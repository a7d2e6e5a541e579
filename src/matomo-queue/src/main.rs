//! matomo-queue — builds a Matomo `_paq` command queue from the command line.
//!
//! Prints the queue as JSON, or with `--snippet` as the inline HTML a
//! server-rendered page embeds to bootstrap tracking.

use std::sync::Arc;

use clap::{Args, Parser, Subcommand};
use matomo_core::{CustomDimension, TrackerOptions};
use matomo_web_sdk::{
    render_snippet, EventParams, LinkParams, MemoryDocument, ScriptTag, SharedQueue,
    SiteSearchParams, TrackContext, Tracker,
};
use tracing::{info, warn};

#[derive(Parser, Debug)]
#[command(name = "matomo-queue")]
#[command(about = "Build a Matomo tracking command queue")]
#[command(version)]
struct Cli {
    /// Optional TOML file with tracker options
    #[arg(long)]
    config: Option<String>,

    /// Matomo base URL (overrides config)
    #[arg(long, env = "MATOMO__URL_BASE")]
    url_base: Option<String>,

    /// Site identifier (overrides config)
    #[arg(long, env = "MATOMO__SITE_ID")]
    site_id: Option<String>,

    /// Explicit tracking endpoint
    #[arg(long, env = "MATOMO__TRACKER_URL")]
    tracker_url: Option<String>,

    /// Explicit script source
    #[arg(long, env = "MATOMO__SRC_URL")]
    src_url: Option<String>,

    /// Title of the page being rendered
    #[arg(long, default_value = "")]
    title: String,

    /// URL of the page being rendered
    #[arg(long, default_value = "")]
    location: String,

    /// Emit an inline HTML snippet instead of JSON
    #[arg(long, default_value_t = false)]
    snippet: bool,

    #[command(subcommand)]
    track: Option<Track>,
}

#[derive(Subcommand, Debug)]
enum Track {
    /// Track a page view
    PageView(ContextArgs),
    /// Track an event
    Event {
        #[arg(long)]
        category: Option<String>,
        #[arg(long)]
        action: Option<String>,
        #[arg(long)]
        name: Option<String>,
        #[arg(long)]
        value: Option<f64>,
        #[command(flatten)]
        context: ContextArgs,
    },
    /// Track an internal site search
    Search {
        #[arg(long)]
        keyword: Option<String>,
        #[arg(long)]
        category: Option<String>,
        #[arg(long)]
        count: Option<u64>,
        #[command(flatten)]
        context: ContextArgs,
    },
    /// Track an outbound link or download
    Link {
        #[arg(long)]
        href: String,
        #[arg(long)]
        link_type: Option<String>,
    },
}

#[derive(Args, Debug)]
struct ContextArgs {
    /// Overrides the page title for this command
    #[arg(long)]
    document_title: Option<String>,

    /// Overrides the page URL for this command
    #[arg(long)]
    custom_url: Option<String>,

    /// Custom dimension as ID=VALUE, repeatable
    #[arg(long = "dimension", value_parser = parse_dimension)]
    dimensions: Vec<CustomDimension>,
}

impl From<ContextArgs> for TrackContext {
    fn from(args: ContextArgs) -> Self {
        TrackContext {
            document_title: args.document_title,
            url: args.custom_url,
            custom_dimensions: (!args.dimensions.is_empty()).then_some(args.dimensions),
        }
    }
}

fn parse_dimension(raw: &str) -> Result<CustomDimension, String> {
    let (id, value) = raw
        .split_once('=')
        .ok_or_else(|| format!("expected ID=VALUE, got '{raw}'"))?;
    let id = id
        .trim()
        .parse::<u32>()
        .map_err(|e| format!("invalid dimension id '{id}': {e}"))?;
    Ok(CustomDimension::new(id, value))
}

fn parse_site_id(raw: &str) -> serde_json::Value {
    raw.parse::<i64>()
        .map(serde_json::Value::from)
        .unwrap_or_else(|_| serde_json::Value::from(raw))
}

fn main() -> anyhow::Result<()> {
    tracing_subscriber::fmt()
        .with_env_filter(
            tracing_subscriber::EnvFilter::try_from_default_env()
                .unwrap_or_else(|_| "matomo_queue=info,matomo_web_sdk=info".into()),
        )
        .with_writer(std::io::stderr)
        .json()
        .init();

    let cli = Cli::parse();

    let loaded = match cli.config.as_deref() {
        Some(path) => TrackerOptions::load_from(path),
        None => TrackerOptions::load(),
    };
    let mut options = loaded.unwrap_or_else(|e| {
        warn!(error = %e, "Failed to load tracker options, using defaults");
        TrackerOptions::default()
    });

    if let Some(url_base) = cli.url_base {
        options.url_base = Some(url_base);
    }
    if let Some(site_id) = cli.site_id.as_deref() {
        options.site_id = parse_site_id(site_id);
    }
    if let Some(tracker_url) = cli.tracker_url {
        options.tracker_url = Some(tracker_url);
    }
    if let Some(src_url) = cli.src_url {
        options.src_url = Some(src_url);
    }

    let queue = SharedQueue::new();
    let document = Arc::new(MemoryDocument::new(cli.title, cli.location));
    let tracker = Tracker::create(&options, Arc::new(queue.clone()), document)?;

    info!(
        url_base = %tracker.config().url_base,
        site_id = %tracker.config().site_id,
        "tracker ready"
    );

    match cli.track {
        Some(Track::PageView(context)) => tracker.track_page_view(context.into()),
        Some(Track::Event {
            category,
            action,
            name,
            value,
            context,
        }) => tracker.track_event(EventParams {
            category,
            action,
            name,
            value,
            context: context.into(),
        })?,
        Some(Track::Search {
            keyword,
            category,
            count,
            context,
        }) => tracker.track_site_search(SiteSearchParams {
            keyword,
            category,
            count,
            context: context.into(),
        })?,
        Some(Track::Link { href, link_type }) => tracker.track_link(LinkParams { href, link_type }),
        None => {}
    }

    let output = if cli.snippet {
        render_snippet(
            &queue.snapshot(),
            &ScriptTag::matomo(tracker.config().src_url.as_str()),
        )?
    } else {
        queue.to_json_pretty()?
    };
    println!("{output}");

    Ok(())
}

= = =

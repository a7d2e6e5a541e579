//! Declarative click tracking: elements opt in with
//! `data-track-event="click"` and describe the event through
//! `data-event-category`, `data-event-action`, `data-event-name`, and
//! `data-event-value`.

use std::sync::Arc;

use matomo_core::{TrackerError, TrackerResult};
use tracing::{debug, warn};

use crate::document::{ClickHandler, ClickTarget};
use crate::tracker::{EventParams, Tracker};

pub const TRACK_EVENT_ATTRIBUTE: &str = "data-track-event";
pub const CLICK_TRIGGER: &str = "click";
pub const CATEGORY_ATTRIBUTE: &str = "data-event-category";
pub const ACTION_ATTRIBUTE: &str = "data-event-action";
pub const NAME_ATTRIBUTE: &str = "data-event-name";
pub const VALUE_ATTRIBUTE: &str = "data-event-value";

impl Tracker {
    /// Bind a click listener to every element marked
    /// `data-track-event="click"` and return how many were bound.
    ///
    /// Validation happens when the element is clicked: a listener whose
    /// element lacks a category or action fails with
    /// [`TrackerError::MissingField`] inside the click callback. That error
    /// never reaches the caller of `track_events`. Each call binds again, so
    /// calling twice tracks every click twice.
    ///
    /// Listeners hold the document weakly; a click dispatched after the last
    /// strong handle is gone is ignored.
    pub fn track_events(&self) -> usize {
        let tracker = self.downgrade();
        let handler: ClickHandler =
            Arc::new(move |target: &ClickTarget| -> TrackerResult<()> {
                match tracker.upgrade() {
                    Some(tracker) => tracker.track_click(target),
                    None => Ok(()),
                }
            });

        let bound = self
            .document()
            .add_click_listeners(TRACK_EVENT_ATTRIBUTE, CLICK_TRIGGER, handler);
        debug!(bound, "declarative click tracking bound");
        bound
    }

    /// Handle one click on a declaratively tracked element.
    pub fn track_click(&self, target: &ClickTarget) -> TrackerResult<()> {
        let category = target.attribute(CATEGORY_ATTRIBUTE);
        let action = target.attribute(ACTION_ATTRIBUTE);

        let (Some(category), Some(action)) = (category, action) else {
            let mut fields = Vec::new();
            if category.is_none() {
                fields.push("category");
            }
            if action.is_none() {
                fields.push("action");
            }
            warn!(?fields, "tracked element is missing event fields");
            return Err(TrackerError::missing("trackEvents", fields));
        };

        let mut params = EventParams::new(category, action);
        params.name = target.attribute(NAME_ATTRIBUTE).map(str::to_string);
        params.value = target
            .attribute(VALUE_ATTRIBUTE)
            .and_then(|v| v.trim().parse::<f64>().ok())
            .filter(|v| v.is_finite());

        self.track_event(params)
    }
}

= = =

WORK REQUIRED:
Using the records above, copy word for word the line with "internal site search", the line with "#[derive(Args, Debug)]", and every line between them.

TASK RESULT:
    /// Track an internal site search
    Search {
        #[arg(long)]
        keyword: Option<String>,
        #[arg(long)]
        category: Option<String>,
        #[arg(long)]
        count: Option<u64>,
        #[command(flatten)]
        context: ContextArgs,
    },
    /// Track an outbound link or download
    Link {
        #[arg(long)]
        href: String,
        #[arg(long)]
        link_type: Option<String>,
    },
}

#[derive(Args, Debug)]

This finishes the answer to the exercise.